I like passkeys but like pretty much any tech trend I think positively about there MUST be some kind of downside corporations want me to ignore by using it so they can leverage more control over my life without me knowing so inform me.
>>108571563As a "something you know" challenge I think it's still more secure than passwords or drawn pattern unlocks because the data being presented as the challenge and the data being entered as the response are always unique and to break it you need to be able to gather up samples either in real time where the attacker can see everything all at once (what is being seen and what is being typed by the user while knowing that's the challenge that's being presented) or multiple rounds of data entry to compare to.Is it enough to negate the need for 2FA like passkeys? I'd say no but as far as data entry challenge based systems I still see it as the best we've got in this day and age.
>>108572517as i wrote, complete security theatreit doesnt add anything to existing methods
>>108572583It does in the sense that the sequence of characters and the way the user determines which to enter are happening at the same time.Passwords are always the same every time they are entered, PIN numbers are the same every time they are entered, and drawn pattern unlocks require someone to interact with the challenge in the same way each time.At least with this system the actual response is encrypted at both ends and only decrypted in the mind of the person putting in the sequence of characters. The only thing that's being repeated is something happening intangibly, meaning it can't be keylogged and it can't be repeated unless, again, the attacker is laying eyes on what is happening at both ends. The grid is ephemeral and the responding sequence is ephemeral so if they don't get what happened in that instance they need to wait for another instance to compare to and try again. The fact it's ultimately repeatable over the long term still means that a second layer of user validation would be warranted but in terms of trying to beat that challenge alone it's the strongest of its kind.If this sucks then "something you know" is dead entirely and any form of remote authentication needs to adopt passkeys (much like swiping credit cards is all but dead in lieu of chip and RFID) since the only secure form of 2FA is now "something you are" and "something you have".
>>108572626i dont think you have any understanding of how modern computer security actually works nor do you have the mental capacity to recognise that what youre suggesting is just a password but with extra stepspasswords are hashed and can be easily appended with a totp, this is common in the industry
>>108572681The weakest link in a password system is the person who came up with the password, meaning the person creating the password has to use a sequence they can consistently remember. That brings in the human element as people will drift to sequences that have meaning to them, which is vulnerable to social engineering.

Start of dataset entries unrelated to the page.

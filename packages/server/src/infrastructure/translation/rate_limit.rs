//! Fixed-window request budget per identity.

use std::{
    collections::HashMap,
    time::{Duration, Instant},
};

use tokio::sync::Mutex;

/// Windows are pruned once the map grows past this many identities.
const PRUNE_THRESHOLD: usize = 1024;

#[derive(Debug, Clone, Copy)]
struct RateLimitWindow {
    count: u32,
    started_at: Instant,
}

/// Per-identity rate limiter
///
/// Within one window the count never exceeds `max_requests`; the window
/// restarts on the first request after it elapses.
pub struct RateLimiter {
    max_requests: u32,
    window: Duration,
    windows: Mutex<HashMap<String, RateLimitWindow>>,
}

impl RateLimiter {
    pub fn new(max_requests: u32, window: Duration) -> Self {
        Self {
            max_requests,
            window,
            windows: Mutex::new(HashMap::new()),
        }
    }

    /// Take one request from `identity`'s budget. Returns `false` when exhausted.
    pub async fn try_acquire(&self, identity: &str) -> bool {
        let now = Instant::now();
        let mut windows = self.windows.lock().await;

        if windows.len() > PRUNE_THRESHOLD {
            let window = self.window;
            windows.retain(|_, w| now.duration_since(w.started_at) < window);
        }

        let entry = windows
            .entry(identity.to_string())
            .or_insert(RateLimitWindow {
                count: 0,
                started_at: now,
            });

        if now.duration_since(entry.started_at) >= self.window {
            entry.count = 0;
            entry.started_at = now;
        }

        if entry.count >= self.max_requests {
            return false;
        }
        entry.count += 1;
        true
    }

    /// Remaining budget for `identity` in its current window
    pub async fn remaining(&self, identity: &str) -> u32 {
        let now = Instant::now();
        let windows = self.windows.lock().await;
        match windows.get(identity) {
            Some(w) if now.duration_since(w.started_at) < self.window => {
                self.max_requests.saturating_sub(w.count)
            }
            _ => self.max_requests,
        }
    }
}
//! WebSocket を使った MessagePusher 実装
//!
//! ## 責務
//!
//! - 接続ごとの送信チャンネル（`PusherChannel`）を client_id で管理
//! - 宛先クライアントへのメッセージ送信（broadcast）
//!
//! ## 設計ノート
//!
//! ソケットの生成と書き込みは UI 層（`ui/handler/websocket.rs` の pusher_loop）が行います。
//! ここではチャンネルに JSON 文字列を流すだけなので、あるクライアントへの書き込みが
//! 遅くても他のクライアントへの配信は待たされません。

use std::collections::HashMap;

use async_trait::async_trait;
use tokio::sync::Mutex;

use crate::domain::{ClientId, MessagePushError, MessagePusher, PusherChannel};

/// WebSocket を使った MessagePusher 実装
#[derive(Default)]
pub struct WebSocketMessagePusher {
    /// 接続中のクライアントの送信チャンネル
    clients: Mutex<HashMap<ClientId, PusherChannel>>,
}

impl WebSocketMessagePusher {
    pub fn new() -> Self {
        Self::default()
    }
}

#[async_trait]
impl MessagePusher for WebSocketMessagePusher {
    async fn register_client(&self, client_id: ClientId, sender: PusherChannel) {
        let mut clients = self.clients.lock().await;
        tracing::debug!("Client '{}' registered to MessagePusher", client_id);
        clients.insert(client_id, sender);
    }

    async fn unregister_client(&self, client_id: &ClientId) {
        let mut clients = self.clients.lock().await;
        if clients.remove(client_id).is_some() {
            tracing::debug!("Client '{}' unregistered from MessagePusher", client_id);
        }
    }

    async fn broadcast(
        &self,
        targets: Vec<ClientId>,
        content: &str,
    ) -> Result<(), MessagePushError> {
        let clients = self.clients.lock().await;
        let total = targets.len();
        let mut delivered = 0;

        for target in targets {
            match clients.get(&target) {
                Some(sender) => {
                    // ブロードキャストでは一部の送信失敗を許容
                    match sender.send(content.to_string()) {
                        Ok(()) => delivered += 1,
                        Err(e) => {
                            tracing::warn!("Failed to push message to client '{}': {}", target, e)
                        }
                    }
                }
                None => {
                    tracing::debug!("Client '{}' not registered during broadcast, skipping", target);
                }
            }
        }

        if total > 0 && delivered == 0 {
            return Err(MessagePushError::NoRecipientReached(total));
        }
        Ok(())
    }

    async fn count_clients(&self) -> usize {
        self.clients.lock().await.len()
    }
}
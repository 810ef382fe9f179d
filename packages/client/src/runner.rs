//! Client execution logic with reconnection support.

use rustyline::{DefaultEditor, error::ReadlineError};
use tokio::sync::mpsc;
use tsuyaku_server::domain::Language;

use super::{
    domain::{Backoff, ClientEvent, ClientState, ExitReason},
    error::ClientError,
    room::{create_room, join_url},
    session::{self, Identity, SessionEnd},
    ui::prompt,
};

/// Everything the client needs to join
#[derive(Debug, Clone)]
pub struct ClientSettings {
    /// Relay base URL, e.g. `ws://127.0.0.1:8000`
    pub url: String,
    /// Room to join; a new one is created when absent
    pub room_id: Option<String>,
    pub client_id: String,
    pub username: String,
    pub language: Language,
}

/// Read lines on a blocking thread (rustyline is synchronous).
///
/// The channel closes when the user presses Ctrl+C or Ctrl+D.
fn spawn_readline(prompt: String, input_tx: mpsc::UnboundedSender<String>) {
    std::thread::spawn(move || {
        let mut rl = match DefaultEditor::new() {
            Ok(rl) => rl,
            Err(e) => {
                eprintln!("Failed to initialize readline: {}", e);
                return;
            }
        };

        loop {
            match rl.readline(&prompt) {
                Ok(line) => {
                    let line = line.trim();
                    if !line.is_empty() {
                        rl.add_history_entry(line).ok();
                        if input_tx.send(line.to_string()).is_err() {
                            // Channel closed, exit thread
                            break;
                        }
                    }
                }
                Err(ReadlineError::Interrupted) => {
                    // Ctrl+C
                    tracing::info!("Interrupted");
                    break;
                }
                Err(ReadlineError::Eof) => {
                    // Ctrl+D
                    tracing::info!("EOF");
                    break;
                }
                Err(err) => {
                    tracing::error!("Readline error: {}", err);
                    break;
                }
            }
        }
    });
}

/// Run the client, reconnecting with backoff until the user quits or the relay
/// refuses the join.
pub async fn run_client(settings: ClientSettings) -> Result<(), ClientError> {
    let room_id = match settings.room_id {
        Some(room_id) => room_id,
        None => {
            let room_id = create_room(&settings.url).await?;
            tracing::info!("Created room {}", room_id);
            room_id
        }
    };
    let mut identity = Identity {
        room_id,
        client_id: settings.client_id,
        username: settings.username,
        language: settings.language,
    };
    let mut ws_url = join_url(
        &settings.url,
        &identity.room_id,
        &identity.client_id,
        &identity.username,
        identity.language,
    )?;

    let (input_tx, mut input_rx) = mpsc::unbounded_channel::<String>();
    spawn_readline(prompt(&identity.username), input_tx);

    let backoff = Backoff::default();
    let mut state = ClientState::initial();
    let mut socket = None;

    loop {
        let event = match &state {
            ClientState::Connecting { failures, .. } => {
                tracing::info!(
                    "Attempting to connect to room '{}' as '{}' (attempt {}/{})",
                    identity.room_id,
                    identity.client_id,
                    failures + 1,
                    backoff.max_attempts
                );
                match session::open(ws_url.as_str()).await {
                    Ok(ws_stream) => {
                        socket = Some(ws_stream);
                        ClientEvent::Opened
                    }
                    Err(e) => {
                        tracing::warn!("{}", e);
                        ClientEvent::Lost(e)
                    }
                }
            }
            ClientState::Connected => match socket.take() {
                Some(ws_stream) => {
                    match session::run_session(ws_stream, &identity, &mut input_rx).await {
                        SessionEnd::UserQuit => ClientEvent::UserQuit,
                        SessionEnd::Lost(e) => {
                            tracing::warn!("Connection lost: {}", e);
                            ClientEvent::Lost(e)
                        }
                    }
                }
                None => ClientEvent::Lost(ClientError::ConnectionError(
                    "no open connection".to_string(),
                )),
            },
            ClientState::Disconnected { retry_in, .. } => {
                tracing::info!("Reconnecting in {:?}...", retry_in);
                tokio::time::sleep(*retry_in).await;
                ClientEvent::BackoffElapsed
            }
            ClientState::Renewing { .. } => {
                let previous = std::mem::replace(
                    &mut identity.client_id,
                    uuid::Uuid::new_v4().to_string(),
                );
                tracing::info!(
                    "Client id '{}' is still held by the relay, rejoining as '{}'",
                    previous,
                    identity.client_id
                );
                ws_url = join_url(
                    &settings.url,
                    &identity.room_id,
                    &identity.client_id,
                    &identity.username,
                    identity.language,
                )?;
                ClientEvent::IdentityRenewed
            }
            ClientState::Exited(reason) => {
                return match reason {
                    ExitReason::UserQuit => {
                        tracing::info!("Client session ended normally");
                        Ok(())
                    }
                    ExitReason::Rejected(e) => Err(e.clone()),
                    ExitReason::GaveUp(e) => {
                        tracing::error!(
                            "Failed to reconnect after {} attempts. Exiting.",
                            backoff.max_attempts
                        );
                        Err(e.clone())
                    }
                };
            }
        };

        state = state.next(event, &backoff);
    }
}
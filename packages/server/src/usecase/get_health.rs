//! UseCase: ヘルスレポート
//!
//! 読み取り専用。永続ストアへの ping 以外に副作用はない。

use std::{sync::Arc, time::Duration};

use tsuyaku_shared::time::Clock;

use crate::{
    domain::{MessagePusher, RoomRepository, StoreHealth, Timestamp},
    infrastructure::{
        stats::{RelayStats, StatsSnapshot},
        translation::TranslationCache,
    },
};

/// ある時点のヘルス情報
#[derive(Debug, Clone, PartialEq)]
pub struct HealthReport {
    pub timestamp: Timestamp,
    pub store_backend: &'static str,
    /// 到達できなければ `None`
    pub store_latency: Option<Duration>,
    pub stats: StatsSnapshot,
    pub local_cache_entries: usize,
    pub active_rooms: usize,
    pub active_connections: usize,
}

impl HealthReport {
    pub fn is_degraded(&self) -> bool {
        self.store_latency.is_none()
    }
}

pub struct GetHealthUseCase {
    store: Arc<dyn StoreHealth>,
    repository: Arc<dyn RoomRepository>,
    message_pusher: Arc<dyn MessagePusher>,
    cache: Arc<TranslationCache>,
    stats: Arc<RelayStats>,
    clock: Arc<dyn Clock>,
}

impl GetHealthUseCase {
    pub fn new(
        store: Arc<dyn StoreHealth>,
        repository: Arc<dyn RoomRepository>,
        message_pusher: Arc<dyn MessagePusher>,
        cache: Arc<TranslationCache>,
        stats: Arc<RelayStats>,
        clock: Arc<dyn Clock>,
    ) -> Self {
        Self {
            store,
            repository,
            message_pusher,
            cache,
            stats,
            clock,
        }
    }

    pub async fn execute(&self) -> HealthReport {
        let store_latency = match self.store.ping().await {
            Ok(latency) => Some(latency),
            Err(e) => {
                tracing::warn!(
                    "Health check: {} store unreachable: {}",
                    self.store.backend_name(),
                    e
                );
                None
            }
        };

        HealthReport {
            timestamp: Timestamp::new(self.clock.now_millis()),
            store_backend: self.store.backend_name(),
            store_latency,
            stats: self.stats.snapshot(),
            local_cache_entries: self.cache.local_len().await,
            active_rooms: self.repository.count_rooms().await,
            active_connections: self.message_pusher.count_clients().await,
        }
    }
}
//! UseCase: 参加者切断処理
//!
//! ## テスト実装の作業記録
//!
//! ### 何をテストしているか
//! - DisconnectParticipantUseCase::execute() メソッド
//! - 退出、送信チャンネルの破棄、user_left の通知
//!
//! ### なぜこのテストが必要か
//! - 切断経路が複数（正常な close・ソケットエラー・送信失敗）あっても、参加者数の減少と
//!   user_left の通知がちょうど 1 回であることを保証
//! - 最後の参加者が抜けたルームが破棄されることを確認
//!
//! ### どのような状況を想定しているか
//! - 正常系：参加者の切断と通知
//! - エッジケース：同じ参加者の切断が重複して呼ばれる
//! - エッジケース：最後の参加者の切断（通知対象なし）

use std::sync::Arc;

use tsuyaku_shared::time::Clock;

use crate::{
    domain::{Client, ClientId, MessagePusher, RoomRepository, Timestamp},
    infrastructure::{
        dto::websocket::{OutboundEvent, PresencePayload},
        sequencer::RoomSequencer,
    },
};

/// 参加者切断のユースケース
pub struct DisconnectParticipantUseCase {
    /// Repository（データアクセス層の抽象化）
    repository: Arc<dyn RoomRepository>,
    /// MessagePusher（メッセージ通知の抽象化）
    message_pusher: Arc<dyn MessagePusher>,
    sequencer: Arc<RoomSequencer>,
    clock: Arc<dyn Clock>,
}

impl DisconnectParticipantUseCase {
    /// 新しい DisconnectParticipantUseCase を作成
    pub fn new(
        repository: Arc<dyn RoomRepository>,
        message_pusher: Arc<dyn MessagePusher>,
        sequencer: Arc<RoomSequencer>,
        clock: Arc<dyn Clock>,
    ) -> Self {
        Self {
            repository,
            message_pusher,
            sequencer,
            clock,
        }
    }

    /// 参加者切断を実行
    ///
    /// 冪等。実際に退出させた呼び出しだけが `Some` を返し、user_left を通知する。
    pub async fn execute(&self, client_id: &ClientId) -> Option<Client> {
        // 1. Registry から退出（2 回目以降はここで終わる）
        let client = self.repository.leave(client_id).await?;

        // 2. 送信チャンネルを破棄（pusher_loop が終了する）
        self.message_pusher.unregister_client(client_id).await;

        // 3. 残りの参加者に user_left を通知
        {
            let _turn = self.sequencer.lock(&client.room_id).await;
            let targets: Vec<ClientId> = self
                .repository
                .members(&client.room_id)
                .await
                .into_iter()
                .map(|member| member.id)
                .collect();

            if !targets.is_empty() {
                let event = OutboundEvent::UserLeft(PresencePayload::from_client(
                    &client,
                    Timestamp::new(self.clock.now_millis()),
                ));
                match event.to_json() {
                    Ok(json) => {
                        if let Err(e) = self.message_pusher.broadcast(targets, &json).await {
                            tracing::warn!("Failed to broadcast user_left: {}", e);
                        }
                    }
                    Err(e) => tracing::warn!("Failed to encode user_left: {}", e),
                }
            }
        }

        // 4. 空になったルームの順序付けスロットを片付ける
        if self.repository.members(&client.room_id).await.is_empty() {
            self.sequencer.release(&client.room_id).await;
        }

        tracing::info!("Client '{}' left room '{}'", client.id, client.room_id);
        Some(client)
    }
}
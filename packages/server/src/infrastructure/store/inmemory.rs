//! InMemory Store 実装
//!
//! Redis の代わりにプロセス内の HashMap を使う。`set_reachable(false)` で
//! ストア障害を模擬でき、Registry / Cache のフォールバック経路のテストに使う。

use std::{
    collections::{BTreeMap, BTreeSet, HashMap},
    sync::atomic::{AtomicBool, AtomicUsize, Ordering},
    time::Duration,
};

use async_trait::async_trait;
use tokio::sync::Mutex;

use crate::domain::{
    CacheKey, Client, ClientId, Language, MembershipStore, RoomId, StoreError, StoreHealth,
    TranslationStore,
};

#[derive(Default)]
struct InMemoryData {
    /// room_id -> (client_id -> language)
    rooms: HashMap<RoomId, BTreeMap<ClientId, Language>>,
    translations: HashMap<CacheKey, String>,
}

/// インメモリの永続ストア
pub struct InMemoryStore {
    data: Mutex<InMemoryData>,
    reachable: AtomicBool,
    /// 到達不能時を含む操作回数（テスト用）
    operations: AtomicUsize,
}

impl InMemoryStore {
    pub fn new() -> Self {
        Self {
            data: Mutex::new(InMemoryData::default()),
            reachable: AtomicBool::new(true),
            operations: AtomicUsize::new(0),
        }
    }

    /// ストア障害を模擬する
    pub fn set_reachable(&self, reachable: bool) {
        self.reachable.store(reachable, Ordering::SeqCst);
    }

    pub fn operation_count(&self) -> usize {
        self.operations.load(Ordering::SeqCst)
    }

    pub async fn translation_count(&self) -> usize {
        self.data.lock().await.translations.len()
    }

    fn check(&self) -> Result<(), StoreError> {
        self.operations.fetch_add(1, Ordering::SeqCst);
        if self.reachable.load(Ordering::SeqCst) {
            Ok(())
        } else {
            Err(StoreError::Unreachable(
                "in-memory store is switched off".to_string(),
            ))
        }
    }
}

impl Default for InMemoryStore {
    fn default() -> Self {
        Self::new()
    }
}

#[async_trait]
impl MembershipStore for InMemoryStore {
    async fn add_member(&self, client: &Client) -> Result<(), StoreError> {
        self.check()?;
        let mut data = self.data.lock().await;
        data.rooms
            .entry(client.room_id.clone())
            .or_default()
            .insert(client.id.clone(), client.language);
        Ok(())
    }

    async fn remove_member(
        &self,
        room_id: &RoomId,
        client_id: &ClientId,
    ) -> Result<(), StoreError> {
        self.check()?;
        let mut data = self.data.lock().await;
        if let Some(members) = data.rooms.get_mut(room_id) {
            members.remove(client_id);
            if members.is_empty() {
                data.rooms.remove(room_id);
            }
        }
        Ok(())
    }

    async fn room_languages(&self, room_id: &RoomId) -> Result<BTreeSet<Language>, StoreError> {
        self.check()?;
        let data = self.data.lock().await;
        Ok(data
            .rooms
            .get(room_id)
            .map(|members| members.values().copied().collect())
            .unwrap_or_default())
    }

    async fn replace_room(&self, room_id: &RoomId, members: &[Client]) -> Result<(), StoreError> {
        self.check()?;
        let mut data = self.data.lock().await;
        if members.is_empty() {
            data.rooms.remove(room_id);
        } else {
            let entries = members
                .iter()
                .map(|c| (c.id.clone(), c.language))
                .collect();
            data.rooms.insert(room_id.clone(), entries);
        }
        Ok(())
    }

    async fn clear_rooms(&self) -> Result<(), StoreError> {
        self.check()?;
        self.data.lock().await.rooms.clear();
        Ok(())
    }
}

#[async_trait]
impl TranslationStore for InMemoryStore {
    async fn get_translation(&self, key: &CacheKey) -> Result<Option<String>, StoreError> {
        self.check()?;
        let data = self.data.lock().await;
        Ok(data.translations.get(key).cloned())
    }

    async fn put_translation(&self, key: &CacheKey, translated: &str) -> Result<(), StoreError> {
        self.check()?;
        let mut data = self.data.lock().await;
        data.translations
            .insert(key.clone(), translated.to_string());
        Ok(())
    }
}

#[async_trait]
impl StoreHealth for InMemoryStore {
    fn backend_name(&self) -> &'static str {
        "memory"
    }

    async fn ping(&self) -> Result<Duration, StoreError> {
        self.check()?;
        Ok(Duration::ZERO)
    }
}
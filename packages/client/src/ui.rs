//! UI utilities for the client.

use std::io::Write;

/// Prompt shown before each input line
pub fn prompt(username: &str) -> String {
    format!("{}> ", username)
}

/// Redisplay the prompt after printing an incoming event
pub fn redisplay_prompt(username: &str) {
    print!("{}", prompt(username));
    std::io::stdout().flush().ok();
}
//! Message formatting utilities for client display.

use chrono::DateTime;
use tsuyaku_server::{
    domain::Language,
    infrastructure::dto::websocket::{MessagePayload, PresencePayload, TypingPayload},
};
use tsuyaku_shared::time::timestamp_to_clock_label;

const RULE: &str = "------------------------------------------------------------";

/// Local `HH:MM:SS` for an RFC 3339 wire timestamp; unparsable input is shown as-is.
fn clock_label(rfc3339: &str) -> String {
    match DateTime::parse_from_rfc3339(rfc3339) {
        Ok(at) => timestamp_to_clock_label(at.timestamp_millis()),
        Err(_) => rfc3339.to_string(),
    }
}

/// Message formatter for client display
pub struct MessageFormatter;

impl MessageFormatter {
    /// Format a chat message for a reader of `own_language`
    ///
    /// The reader's translation comes first. The original follows when it was
    /// written in another language, or stands alone when no translation arrived.
    pub fn format_message(payload: &MessagePayload, own_language: Language) -> String {
        let sent_at = clock_label(&payload.timestamp);
        let translated = payload
            .translations
            .get(&own_language)
            .filter(|_| payload.sender_language != own_language);

        let body = match translated {
            Some(text) => format!(
                "@{}: {}\n  ({}) {}",
                payload.username, text, payload.sender_language, payload.original_text
            ),
            None => format!("@{}: {}", payload.username, payload.original_text),
        };

        format!("\n\n{}\n{}\nsent at {}\n{}\n", RULE, body, sent_at, RULE)
    }

    /// Format a participant-joined notification
    pub fn format_user_joined(payload: &PresencePayload) -> String {
        format!(
            "\n+ {} ({}) entered at {}\n",
            payload.username,
            payload.language.display_name(),
            clock_label(&payload.timestamp)
        )
    }

    /// Format a participant-left notification
    pub fn format_user_left(payload: &PresencePayload) -> String {
        format!(
            "\n- {} left at {}\n",
            payload.username,
            clock_label(&payload.timestamp)
        )
    }

    /// Format a typing indicator; nothing is shown when typing stops
    pub fn format_typing(payload: &TypingPayload) -> Option<String> {
        payload
            .is_typing
            .then(|| format!("\n  {} is typing...\n", payload.username))
    }

    /// Format the banner shown once a session is up
    pub fn format_welcome(username: &str, room_id: &str, language: Language) -> String {
        format!(
            "\nYou are '{}' in room '{}', reading in {}.\n\
             Type messages and press Enter to send. Press Ctrl+C to exit.\n",
            username,
            room_id,
            language.display_name()
        )
    }

    /// Format a message that could not be decoded
    pub fn format_raw_message(text: &str) -> String {
        format!("\n{}\n", text)
    }
}
//! Relay HTTP endpoints and URL building.

use reqwest::Url;
use tsuyaku_server::{domain::Language, infrastructure::dto::http::CreateRoomResponse};

use crate::error::ClientError;

/// HTTP base for a `ws://` / `wss://` relay URL.
pub fn http_base(relay_url: &str) -> Result<Url, ClientError> {
    let mut url = Url::parse(relay_url)
        .map_err(|e| ClientError::ConnectionError(format!("invalid url '{}': {}", relay_url, e)))?;
    let scheme = match url.scheme() {
        "ws" | "http" => "http",
        "wss" | "https" => "https",
        other => {
            return Err(ClientError::ConnectionError(format!(
                "unsupported scheme '{}'",
                other
            )));
        }
    };
    url.set_scheme(scheme).map_err(|_| {
        ClientError::ConnectionError(format!("cannot use scheme '{}' for '{}'", scheme, relay_url))
    })?;
    Ok(url)
}

/// WebSocket join URL with the handshake query parameters encoded.
pub fn join_url(
    relay_url: &str,
    room_id: &str,
    client_id: &str,
    username: &str,
    language: Language,
) -> Result<Url, ClientError> {
    let mut url = http_base(relay_url)?;
    let scheme = if url.scheme() == "https" { "wss" } else { "ws" };
    url.set_scheme(scheme)
        .map_err(|_| ClientError::ConnectionError(format!("invalid url '{}'", relay_url)))?;
    url.path_segments_mut()
        .map_err(|_| ClientError::ConnectionError(format!("invalid url '{}'", relay_url)))?
        .pop_if_empty()
        .push("ws")
        .push(room_id);
    url.query_pairs_mut()
        .append_pair("client_id", client_id)
        .append_pair("language", language.code())
        .append_pair("username", username);
    Ok(url)
}

/// Ask the relay for a fresh room id (`POST /rooms`).
pub async fn create_room(relay_url: &str) -> Result<String, ClientError> {
    let mut url = http_base(relay_url)?;
    url.set_path("/rooms");

    let response = reqwest::Client::new()
        .post(url)
        .send()
        .await
        .map_err(|e| ClientError::RoomCreation(e.to_string()))?
        .error_for_status()
        .map_err(|e| ClientError::RoomCreation(e.to_string()))?;
    let body: CreateRoomResponse = response
        .json()
        .await
        .map_err(|e| ClientError::RoomCreation(e.to_string()))?;

    Ok(body.room_id)
}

Any measure of intermediary security to transmit and password obfuscation at the receiving end means nothing if the person who needs to know the password gets compromised and that can be easy depending on who you're targeting.The only way for someone to give up access in a system that shows you a random grid of characters and then tells you to input a sequence of characters that match the boxes that make up the pattern only they recognize is for that person to flatly disclose what that pattern is ("on the third row, first column, go across three boxes, down two, then diagonally up and right one" - NlWxAy). When that is the only responsibility of the party authenticating to the system then it's about as secure as it can be at their end since the only way to get someone to give that up would be via coercion. It's the simplicity of a pattern unlock but with the advantage of not visibly exposing the pattern.It's not "just a password with extra steps" because any all points of user interaction with the system are dynamic and the only static part of the process exists within the head of the person looking at the grid and entering the characters.And I already said 2FA is still necessary (or at the very least wise to include) with this system to be as secure as possible, hence why I personally advocate for passkeys. I wasn't saying this grid thing is better than that.